• Given data:
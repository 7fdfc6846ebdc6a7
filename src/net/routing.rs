//! 路由表（FIB）与 ECMP
//!
//! 每条数据包在分配时已经携带一条完整的 `Route`（节点序列），所以这里的
//! `Fib` 不是逐包查表转发路径——它是拓扑构建阶段用来算出"A 到 B 有哪些等价
//! 最短路径"的工具，供 `topo::fat_tree` 之类的构建器在创建 `Route` 时，以及
//! `switch::FatTreeSwitch` 在做自适应/flowlet 路由决策时，挑选下一跳使用。

use std::collections::{HashMap, VecDeque};

use super::id::NodeId;

#[derive(Debug, Default, Clone)]
pub struct Fib {
    dirty: bool,
    next_hops: HashMap<(NodeId, NodeId), Vec<NodeId>>,
    hash_salt: u64,
}

impl Fib {
    /// `hash_salt` 应当来自 `Simulator::next_rng_u64`，使得 ECMP 的选路在给定
    /// 种子下可复现，而不同种子之间确实不同。
    pub fn new(hash_salt: u64) -> Self {
        Self {
            dirty: true,
            next_hops: HashMap::new(),
            hash_salt,
        }
    }

    pub fn mark_dirty(&mut self) {
        self.dirty = true;
    }

    /// 基于邻接表重算 FIB。`adj[from]` 是从 `from` 出发的出边邻居；
    /// `rev_adj[to]` 是能到达 `to` 的前驱集合。对每个目的地在反向图上做一次
    /// BFS 得到最短跳数距离，然后把所有落在最短距离上的出边都记作 ECMP 候选。
    pub fn ensure_built(&mut self, adj: &[Vec<NodeId>], rev_adj: &[Vec<NodeId>]) {
        if !self.dirty {
            return;
        }
        let n = adj.len();
        self.next_hops.clear();

        let mut dist: Vec<i32> = vec![i32::MAX; n];
        let mut q: VecDeque<NodeId> = VecDeque::new();

        for dst_idx in 0..n {
            dist.fill(i32::MAX);
            q.clear();
            let dst = NodeId(dst_idx);
            dist[dst_idx] = 0;
            q.push_back(dst);

            while let Some(v) = q.pop_front() {
                let dv = dist[v.0];
                for &pred in &rev_adj[v.0] {
                    if dist[pred.0] == i32::MAX {
                        dist[pred.0] = dv.saturating_add(1);
                        q.push_back(pred);
                    }
                }
            }

            for from_idx in 0..n {
                let from = NodeId(from_idx);
                if from == dst {
                    continue;
                }
                let df = dist[from_idx];
                if df == i32::MAX {
                    continue;
                }
                let mut cands = Vec::new();
                for &nh in &adj[from_idx] {
                    if dist[nh.0] == df - 1 {
                        cands.push(nh);
                    }
                }
                if !cands.is_empty() {
                    self.next_hops.insert((from, dst), cands);
                }
            }
        }
        self.dirty = false;
    }

    pub fn next_hops(&self, from: NodeId, dst: NodeId) -> Option<&[NodeId]> {
        self.next_hops.get(&(from, dst)).map(|v| v.as_slice())
    }

    /// 基于 flow_id 的稳定 ECMP 选择（同一条流在拓扑不变期间恒定地选同一个
    /// 下一跳，除非发生 flowlet 重哈希）。
    pub fn pick_ecmp(&self, from: NodeId, dst: NodeId, flow_id: u64, cands: &[NodeId]) -> NodeId {
        self.pick_ecmp_with_key(from, dst, flow_id, cands)
    }

    pub fn pick_ecmp_with_key(&self, from: NodeId, dst: NodeId, key: u64, cands: &[NodeId]) -> NodeId {
        debug_assert!(!cands.is_empty());
        let h = mix64(
            key ^ (from.0 as u64).wrapping_mul(0x9E3779B97F4A7C15)
                ^ (dst.0 as u64)
                ^ self.hash_salt,
        );
        let idx = (h as usize) % cands.len();
        cands[idx]
    }
}

/// 确定性的 splitmix64 风格 mixing 函数。
fn mix64(mut x: u64) -> u64 {
    x = x.wrapping_add(0x9E3779B97F4A7C15);
    let mut z = x;
    z = (z ^ (z >> 30)).wrapping_mul(0xBF58476D1CE4E5B9);
    z = (z ^ (z >> 27)).wrapping_mul(0x94D049BB133111EB);
    z ^ (z >> 31)
}

#[cfg(test)]
mod tests {
    use super::*;

    #[test]
    fn ecmp_pick_is_deterministic_for_same_key() {
        let fib = Fib::new(42);
        let cands = [NodeId(1), NodeId(2), NodeId(3)];
        let a = fib.pick_ecmp(NodeId(0), NodeId(9), 7, &cands);
        let b = fib.pick_ecmp(NodeId(0), NodeId(9), 7, &cands);
        assert_eq!(a, b);
    }

    #[test]
    fn bfs_finds_ecmp_candidates_on_diamond() {
        // 0 -> {1,2} -> 3
        let adj = vec![vec![NodeId(1), NodeId(2)], vec![NodeId(3)], vec![NodeId(3)], vec![]];
        let rev_adj = vec![vec![], vec![NodeId(0)], vec![NodeId(0)], vec![NodeId(1), NodeId(2)]];
        let mut fib = Fib::new(0);
        fib.ensure_built(&adj, &rev_adj);
        let cands = fib.next_hops(NodeId(0), NodeId(3)).unwrap();
        assert_eq!(cands.len(), 2);
    }
}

• Exercise instructions:
Wherever the word "pred" appears in the entries above, copy that line.

• Answer space:
                for &pred in &rev_adj[v.0] {
                    if dist[pred.0] == i32::MAX {
                        dist[pred.0] = dv.saturating_add(1);
                        q.push_back(pred);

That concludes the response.